Does Leonard Cohen learn anything from writing songs? Does he work out ideas that way? Leonard Cohen as quoted in the guardian.co.uk interview:

"I think you work out something. I wouldn't call them ideas. I think ideas are what you want to get rid of. I don't really like songs with ideas. They tend to become slogans. They tend to be on the right side of things: ecology or vegetarianism or antiwar. All these are wonderful ideas but I like to work on a song until those slogans, as wonderful as they are and as wholesome as the ideas they promote are, dissolve into deeper convictions of the heart. I never set out to write a didactic song. It's just my experience. All I've got to put in a song is my own experience."

To balance the melancholy confessions, there’s a little bit of self-referential humor sprinkled into the lyrics of the song Going Home, which is not something I had heard him attempt before, and which took a bit of getting used to:
Lyric: “I love to speak with Leonard. He's a sportsman and a shepherd. He's a lazy bastard. Living in a suit”

As Will Oldham (Bonnie 'Prince' Billy) wrote in a recent article in Mojo, that I agree with:

“Somehow he (L. Cohen ) has the ability to shine a light on our finer qualities as people in a way that you feel that you have an alley: even if you’re looking at the beautiful and the ugly in the world, you can value it. I can look around at the good and the bad and say, well, this is humanity and I’m going to keep on dealing with it because I have this man who is doing that too”


His 12th studio album I don’t think is as haunting as Leonard’s best work, but still a hell of a lot better than a lot of other music currently being released, particularly in terms of lyrics. If I had to criticize Old Ideas, it’s that I feel like I’ve already heard the things he confesses on previous albums, maybe he is just feeling the same way? I’m not disappointed, but I’m not feeling he’s reinvented himself either, apart from the feeling of being close to death. So as I was saying before, a mature, elderly audience would probably identify the most with Old Ideas in my opinion. His debut album from 1967 when he was a 33-year-old on the other hand is more relatable for this reviewer. Having said that, I’ve always sensed Leonard was a wise old man, even when he was young, maybe that is why I felt he hadn’t changed much on the new album.

The production on a couple of tracks felt cheap and similar to his last studio album Dear Heather, which is a pity, and which somehow made a few songs sound less powerful, and less profound. Still, was a lot better than 2004‘s Dear Heather, which Cohen admitted to releasing unfinished a few years back due to pressure from the record company.
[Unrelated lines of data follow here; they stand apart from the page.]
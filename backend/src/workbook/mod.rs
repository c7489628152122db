//! Spreadsheet reader: turns an uploaded workbook into a [`Table`] of text cells.
//!
//! Backed by calamine, so xlsx, xlsm, xls and ods payloads are all accepted.
//! No stock-specific logic here.
//!
//! # Layout rules
//!
//! - The first row of the sheet's used range is the header row.
//! - Blank header cells are named `Unnamed: {index}`.
//! - Repeated headers get a `.1`, `.2`, ... suffix; the first keeps its name.
//! - Fully blank data rows are skipped.
//! - Empty and error cells are absent from the [`Row`].
//! - Date cells are rendered as `YYYY-MM-DD HH:MM:SS`.

use calamine::{open_workbook_auto_from_rs, Data, DataType, Reader, Sheets};
use std::collections::{HashMap, HashSet};
use std::io::Cursor;
use std::path::Path;

use crate::error::{SheetError, SheetResult};
use crate::models::{Row, Table};

type Workbook = Sheets<Cursor<Vec<u8>>>;

/// Open a workbook from raw bytes.
fn open(bytes: &[u8]) -> SheetResult<Workbook> {
    open_workbook_auto_from_rs(Cursor::new(bytes.to_vec()))
        .map_err(|e| SheetError::Unreadable(e.to_string()))
}

/// Sheet names in workbook order.
pub fn list_sheets(bytes: &[u8]) -> SheetResult<Vec<String>> {
    Ok(open(bytes)?.sheet_names().to_vec())
}

/// Sheet names of a workbook on disk.
pub fn list_sheets_file<P: AsRef<Path>>(path: P) -> SheetResult<Vec<String>> {
    let bytes = std::fs::read(path.as_ref())
        .map_err(|e| SheetError::Unreadable(format!("{}: {}", path.as_ref().display(), e)))?;
    list_sheets(&bytes)
}

/// Pick the sheet to read.
///
/// Order: a non-blank `requested` name, then `default`, then the first sheet.
pub fn resolve_sheet(
    available: &[String],
    requested: Option<&str>,
    default: Option<&str>,
) -> SheetResult<String> {
    let wanted = requested
        .map(str::trim)
        .filter(|s| !s.is_empty())
        .or(default);

    match wanted {
        Some(name) if available.iter().any(|s| s == name) => Ok(name.to_string()),
        Some(name) => Err(SheetError::SheetNotFound {
            requested: name.to_string(),
            available: available.to_vec(),
        }),
        None => available.first().cloned().ok_or(SheetError::NoSheets),
    }
}

/// Read one sheet of a workbook into a [`Table`].
pub fn read_sheet(bytes: &[u8], sheet_name: &str) -> SheetResult<Table> {
    let mut workbook = open(bytes)?;
    read_sheet_from(&mut workbook, sheet_name)
}

/// Open a workbook, resolve the sheet and read it in one pass.
///
/// Returns the resolved sheet name alongside the table.
pub fn read_resolved(
    bytes: &[u8],
    requested: Option<&str>,
    default: Option<&str>,
) -> SheetResult<(String, Table)> {
    let mut workbook = open(bytes)?;
    let sheet_name = resolve_sheet(&workbook.sheet_names(), requested, default)?;
    let table = read_sheet_from(&mut workbook, &sheet_name)?;
    Ok((sheet_name, table))
}

fn read_sheet_from(workbook: &mut Workbook, sheet_name: &str) -> SheetResult<Table> {
    let available = workbook.sheet_names().to_vec();
    if !available.iter().any(|s| s == sheet_name) {
        return Err(SheetError::SheetNotFound {
            requested: sheet_name.to_string(),
            available,
        });
    }

    let range = workbook
        .worksheet_range(sheet_name)
        .map_err(|e| SheetError::Unreadable(e.to_string()))?;

    let mut rows_iter = range.rows();

    let headers: Vec<String> = match rows_iter.next() {
        Some(header_row) => dedupe_headers(
            header_row
                .iter()
                .enumerate()
                .map(|(i, cell)| cell_to_string(cell).unwrap_or_else(|| format!("Unnamed: {}", i))),
        ),
        None => return Ok(Table::default()),
    };

    let mut rows = Vec::new();
    for cells in rows_iter {
        let mut row = Row::new();
        for (header, cell) in headers.iter().zip(cells.iter()) {
            if let Some(text) = cell_to_string(cell) {
                row.insert(header.clone(), text);
            }
        }
        if !row.is_empty() {
            rows.push(row);
        }
    }

    Ok(Table::new(headers, rows))
}

/// Make header names unique so no column shadows another in a [`Row`].
///
/// `CODIGO, CODIGO, CODIGO` becomes `CODIGO, CODIGO.1, CODIGO.2`.
fn dedupe_headers(raw: impl IntoIterator<Item = String>) -> Vec<String> {
    let mut seen: HashSet<String> = HashSet::new();
    let mut counts: HashMap<String, usize> = HashMap::new();
    let mut headers = Vec::new();

    for name in raw {
        let mut unique = name.clone();
        if seen.contains(&name) {
            let count = counts.entry(name.clone()).or_insert(0);
            loop {
                *count += 1;
                unique = format!("{}.{}", name, count);
                if !seen.contains(&unique) {
                    break;
                }
            }
        }
        seen.insert(unique.clone());
        headers.push(unique);
    }

    headers
}

/// Render a cell as text; empty and error cells are `None`.
fn cell_to_string(cell: &Data) -> Option<String> {
    match cell {
        Data::Empty | Data::Error(_) => None,
        Data::DateTime(_) | Data::DateTimeIso(_) => Some(
            cell.as_datetime()
                .map(|dt| dt.format("%Y-%m-%d %H:%M:%S").to_string())
                .unwrap_or_else(|| cell.to_string()),
        ),
        Data::String(s) if s.is_empty() => None,
        Data::String(s) => Some(s.clone()),
        Data::Float(f) => Some(f.to_string()),
        Data::Int(i) => Some(i.to_string()),
        Data::Bool(b) => Some(b.to_string()),
        other => Some(other.to_string()),
    }
}

#[cfg(test)]
mod tests {
    use super::*;
    use rust_xlsxwriter::{ExcelDateTime, Format, Workbook as XlsxWorkbook, XlsxError};

    fn inventory_workbook() -> Result<Vec<u8>, XlsxError> {
        let mut workbook = XlsxWorkbook::new();

        let notes = workbook.add_worksheet();
        notes.set_name("Notas")?;
        notes.write_string(0, 0, "solo notas")?;

        let sheet = workbook.add_worksheet();
        sheet.set_name("Inventario")?;
        sheet.write_string(0, 0, "CODIGO")?;
        sheet.write_string(0, 1, "STOCK")?;
        sheet.write_string(0, 3, "PRECIO")?;
        sheet.write_string(1, 0, "A1")?;
        sheet.write_number(1, 1, 10)?;
        sheet.write_number(1, 3, 9.99)?;
        // row 2 left blank
        sheet.write_string(3, 0, "A2")?;
        sheet.write_boolean(3, 1, true)?;

        Ok(workbook.save_to_buffer()?)
    }

    fn names(list: &[&str]) -> Vec<String> {
        list.iter().map(|s| s.to_string()).collect()
    }

    #[test]
    fn test_list_sheets() {
        let bytes = inventory_workbook().unwrap();
        assert_eq!(list_sheets(&bytes).unwrap(), vec!["Notas", "Inventario"]);
    }

    #[test]
    fn test_read_sheet() {
        let bytes = inventory_workbook().unwrap();
        let table = read_sheet(&bytes, "Inventario").unwrap();

        assert_eq!(table.headers, vec!["CODIGO", "STOCK", "Unnamed: 2", "PRECIO"]);
        assert_eq!(table.rows.len(), 2);
        assert_eq!(table.rows[0]["CODIGO"], "A1");
        assert_eq!(table.rows[0]["STOCK"], "10");
        assert_eq!(table.rows[0]["PRECIO"], "9.99");
        assert!(!table.rows[0].contains_key("Unnamed: 2"));
        assert_eq!(table.rows[1]["STOCK"], "true");
        assert!(!table.rows[1].contains_key("PRECIO"));
    }

    #[test]
    fn test_repeated_headers_keep_first_column() {
        let mut workbook = XlsxWorkbook::new();
        let sheet = workbook.add_worksheet();
        for (c, h) in ["CODIGO", "PRECIO", "CODIGO", "CODIGO"].iter().enumerate() {
            sheet.write_string(0, c as u16, *h).unwrap();
        }
        for (c, v) in ["first", "9.5", "second", "third"].iter().enumerate() {
            sheet.write_string(1, c as u16, *v).unwrap();
        }
        let bytes = workbook.save_to_buffer().unwrap();

        let table = read_sheet(&bytes, "Sheet1").unwrap();

        assert_eq!(table.headers, vec!["CODIGO", "PRECIO", "CODIGO.1", "CODIGO.2"]);
        assert_eq!(table.rows[0]["CODIGO"], "first");
        assert_eq!(table.rows[0]["CODIGO.1"], "second");
        assert_eq!(table.rows[0]["CODIGO.2"], "third");
    }

    #[test]
    fn test_dedupe_skips_taken_suffix() {
        let raw = ["A", "A.1", "A"].iter().map(|s| s.to_string());
        assert_eq!(dedupe_headers(raw), vec!["A", "A.1", "A.2"]);
    }

    #[test]
    fn test_date_cells_as_iso_text() {
        let mut workbook = XlsxWorkbook::new();
        let sheet = workbook.add_worksheet();
        sheet.write_string(0, 0, "DESCRIPCION").unwrap();
        let date = ExcelDateTime::from_ymd(2024, 1, 15).unwrap();
        let format = Format::new().set_num_format("yyyy-mm-dd");
        sheet.write_datetime_with_format(1, 0, &date, &format).unwrap();
        let bytes = workbook.save_to_buffer().unwrap();

        let table = read_sheet(&bytes, "Sheet1").unwrap();

        assert_eq!(table.rows[0]["DESCRIPCION"], "2024-01-15 00:00:00");
    }

    #[test]
    fn test_read_missing_sheet() {
        let bytes = inventory_workbook().unwrap();
        match read_sheet(&bytes, "Hoja 1") {
            Err(SheetError::SheetNotFound { requested, available }) => {
                assert_eq!(requested, "Hoja 1");
                assert_eq!(available, vec!["Notas", "Inventario"]);
            }
            other => panic!("expected SheetNotFound, got {:?}", other),
        }
    }

    #[test]
    fn test_unreadable_payload() {
        let result = list_sheets(b"CODIGO;STOCK\nA1;10");
        assert!(matches!(result, Err(SheetError::Unreadable(_))));
    }

    #[test]
    fn test_read_resolved_first_sheet() {
        let bytes = inventory_workbook().unwrap();
        let (name, table) = read_resolved(&bytes, Some("  "), None).unwrap();
        assert_eq!(name, "Notas");
        assert_eq!(table.headers, vec!["solo notas"]);
        assert!(table.rows.is_empty());
    }

    #[test]
    fn test_resolve_sheet_order() {
        let available = names(&["Hoja 1", "Precios"]);

        assert_eq!(resolve_sheet(&available, Some(" Precios "), Some("Hoja 1")).unwrap(), "Precios");
        assert_eq!(resolve_sheet(&available, None, Some("Hoja 1")).unwrap(), "Hoja 1");
        assert_eq!(resolve_sheet(&available, Some(""), None).unwrap(), "Hoja 1");
        assert!(matches!(
            resolve_sheet(&available, Some("Otra"), None),
            Err(SheetError::SheetNotFound { .. })
        ));
        assert!(matches!(resolve_sheet(&[], None, None), Err(SheetError::NoSheets)));
        assert!(matches!(
            resolve_sheet(&[], None, Some("Hoja 1")),
            Err(SheetError::SheetNotFound { .. })
        ));
    }
}
//! Domain models for the stockfilter conversion pipeline.
//!
//! This module contains the core data structures used throughout the pipeline:
//!
//! - [`Row`] - One spreadsheet row, column header to cell text
//! - [`Table`] - Header list plus rows, as read from a sheet
//! - [`OutputRecord`] - A filtered, projected and coerced product record
//! - [`ConversionSummary`] - Counters reported alongside the records
//! - [`ConversionDocument`] - The `{"meta": ..., "data": [...]}` JSON document

use serde::{Deserialize, Serialize, Serializer};
use std::collections::HashMap;

// =============================================================================
// Input Table
// =============================================================================

/// One spreadsheet row: exact column header → cell text.
///
/// A header with no entry means the cell is absent (blank in the sheet).
pub type Row = HashMap<String, String>;

/// Rows of string-typed cells plus the ordered header list of the sheet.
#[derive(Debug, Clone, Default, PartialEq)]
pub struct Table {
    /// Column headers in sheet order.
    pub headers: Vec<String>,
    /// Data rows in sheet order.
    pub rows: Vec<Row>,
}

impl Table {
    pub fn new(headers: Vec<String>, rows: Vec<Row>) -> Self {
        Self { headers, rows }
    }

    /// Whether a header is present (exact match).
    pub fn has_column(&self, name: &str) -> bool {
        self.headers.iter().any(|h| h == name)
    }
}

// =============================================================================
// Output Columns
// =============================================================================

/// Existence column as emitted in the output.
pub const COL_EXISTENCIAS: &str = "EXISTENCIAS";
pub const COL_STOCK: &str = "STOCK";
pub const COL_CODIGO: &str = "CODIGO";
pub const COL_CATEGORIA: &str = "CATEGORIA";
pub const COL_NOMBRE: &str = "NOMBRE CONTIFICO";
pub const COL_PRECIO: &str = "PRECIO";
pub const COL_DESCRIPCION: &str = "DESCRIPCION";
/// Source header of the image link, renamed to `LINK IMAGEN` on output.
pub const COL_ENLACE_WEB: &str = "ENLACE WEB";

/// Required source columns, in output order.
pub const REQUIRED_COLUMNS: [&str; 8] = [
    COL_EXISTENCIAS,
    COL_STOCK,
    COL_CODIGO,
    COL_CATEGORIA,
    COL_NOMBRE,
    COL_PRECIO,
    COL_DESCRIPCION,
    COL_ENLACE_WEB,
];

/// Placeholder reported when no existence column was detected.
pub const EXISTENCE_NOT_FOUND: &str = "(no encontrada)";

// =============================================================================
// Output Records
// =============================================================================

/// A product row restricted to the output columns.
///
/// Field order is the JSON key order. Blank cells are `null`; whole numbers
/// are written without a fractional part (`10`, not `10.0`).
#[derive(Debug, Clone, PartialEq, Serialize, Deserialize)]
pub struct OutputRecord {
    #[serde(rename = "EXISTENCIAS")]
    pub existence: Option<String>,

    #[serde(rename = "STOCK", serialize_with = "serialize_number")]
    pub stock: Option<f64>,

    #[serde(rename = "CODIGO")]
    pub code: Option<String>,

    #[serde(rename = "CATEGORIA")]
    pub category: Option<String>,

    #[serde(rename = "NOMBRE CONTIFICO")]
    pub name: Option<String>,

    #[serde(rename = "PRECIO", serialize_with = "serialize_number")]
    pub price: Option<f64>,

    #[serde(rename = "DESCRIPCION")]
    pub description: Option<String>,

    #[serde(rename = "LINK IMAGEN")]
    pub image_link: Option<String>,
}

/// Largest magnitude below which every whole `f64` is an exact integer (2^53).
const MAX_EXACT_INTEGER: f64 = 9_007_199_254_740_992.0;

fn serialize_number<S>(value: &Option<f64>, serializer: S) -> Result<S::Ok, S::Error>
where
    S: Serializer,
{
    match value {
        Some(n) if n.fract() == 0.0 && n.abs() < MAX_EXACT_INTEGER => {
            serializer.serialize_i64(*n as i64)
        }
        Some(n) => serializer.serialize_f64(*n),
        None => serializer.serialize_none(),
    }
}

// =============================================================================
// Summary
// =============================================================================

/// Counters describing one conversion.
///
/// Serialized with the key names the download consumers already rely on.
#[derive(Debug, Clone, PartialEq, Serialize)]
pub struct ConversionSummary {
    /// Rows in the sheet before filtering.
    #[serde(rename = "total_productos")]
    pub total: usize,

    /// Rows whose existence flag is `SI` (0 when no existence column).
    #[serde(rename = "productos_existente_si")]
    pub existence_count: usize,

    /// Sheet the rows were read from.
    pub sheet_name: String,

    /// Records emitted.
    #[serde(rename = "registros_filtrados")]
    pub output_count: usize,

    /// Header of the detected existence column.
    #[serde(rename = "columna_existencias", serialize_with = "serialize_existence_column")]
    pub existence_column: Option<String>,
}

fn serialize_existence_column<S>(value: &Option<String>, serializer: S) -> Result<S::Ok, S::Error>
where
    S: Serializer,
{
    serializer.serialize_str(value.as_deref().unwrap_or(EXISTENCE_NOT_FOUND))
}

impl ConversionSummary {
    /// Detected column, or the "not found" placeholder.
    pub fn existence_column_label(&self) -> &str {
        self.existence_column.as_deref().unwrap_or(EXISTENCE_NOT_FOUND)
    }
}

/// Full conversion output: `{"meta": summary, "data": records}`.
#[derive(Debug, Clone, PartialEq, Serialize)]
pub struct ConversionDocument {
    pub meta: ConversionSummary,
    pub data: Vec<OutputRecord>,
}

impl ConversionDocument {
    /// Pretty-printed JSON, as written to download files.
    pub fn to_json_pretty(&self) -> Result<String, serde_json::Error> {
        serde_json::to_string_pretty(self)
    }
}

#[cfg(test)]
mod tests {
    use super::*;
    use serde_json::json;

    fn sample_record() -> OutputRecord {
        OutputRecord {
            existence: Some("SI".into()),
            stock: Some(10.0),
            code: Some("A1".into()),
            category: Some("X".into()),
            name: Some("Widget".into()),
            price: None,
            description: None,
            image_link: Some("http://x".into()),
        }
    }

    #[test]
    fn test_record_keys_in_output_order() {
        let json = serde_json::to_string(&sample_record()).unwrap();
        let keys = [
            "\"EXISTENCIAS\"",
            "\"STOCK\"",
            "\"CODIGO\"",
            "\"CATEGORIA\"",
            "\"NOMBRE CONTIFICO\"",
            "\"PRECIO\"",
            "\"DESCRIPCION\"",
            "\"LINK IMAGEN\"",
        ];
        let positions: Vec<usize> = keys.iter().map(|k| json.find(k).unwrap()).collect();
        assert!(positions.windows(2).all(|w| w[0] < w[1]));
        assert!(!json.contains("ENLACE WEB"));
    }

    #[test]
    fn test_null_numeric_fields() {
        let value = serde_json::to_value(sample_record()).unwrap();
        assert_eq!(value["STOCK"], json!(10));
        assert!(value["PRECIO"].is_null());
        assert!(value["DESCRIPCION"].is_null());
    }

    #[test]
    fn test_whole_numbers_written_as_integers() {
        let mut record = sample_record();
        record.stock = Some(-3.0);
        record.price = Some(9.99);
        let json = serde_json::to_string(&record).unwrap();
        assert!(json.contains("\"STOCK\":-3,"));
        assert!(json.contains("\"PRECIO\":9.99,"));

        record.price = Some(120.0);
        let json = serde_json::to_string(&record).unwrap();
        assert!(json.contains("\"PRECIO\":120,"));
    }

    #[test]
    fn test_summary_wire_keys() {
        let summary = ConversionSummary {
            total: 2,
            existence_count: 1,
            sheet_name: "Hoja 1".into(),
            output_count: 1,
            existence_column: None,
        };
        let value = serde_json::to_value(&summary).unwrap();
        assert_eq!(
            value,
            json!({
                "total_productos": 2,
                "productos_existente_si": 1,
                "sheet_name": "Hoja 1",
                "registros_filtrados": 1,
                "columna_existencias": "(no encontrada)"
            })
        );
    }

    #[test]
    fn test_table_has_column_is_exact() {
        let table = Table::new(vec!["CODIGO".into()], vec![]);
        assert!(table.has_column("CODIGO"));
        assert!(!table.has_column("codigo"));
    }
}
I liked about half the album tracks on Old Ideas. My favorite tunes are acoustic, this style for me has always worked well with his soft spoken voice, and reminded me of his earliest stripped down acoustic work from the 1960s.

Favorite lyric:
"I used to love the rainbow. And I used to love the view. Another early morning, I'd pretend that it was you."
(funny thing is I misheard the lyric, I like to imagine the last word is "new", which I think would have been more powerful)

According to the new interview in Mojo, Leonard Cohen wants to complete a follow-up before it’s too late.

Old Ideas is return to form, and in my opinion the best new material L Cohen has put out since 2001's Ten New Songs.

My rating 7.5/10

from Chris, movies and songs 365

Have you heard the new album? What did you think of the tracks I shared below?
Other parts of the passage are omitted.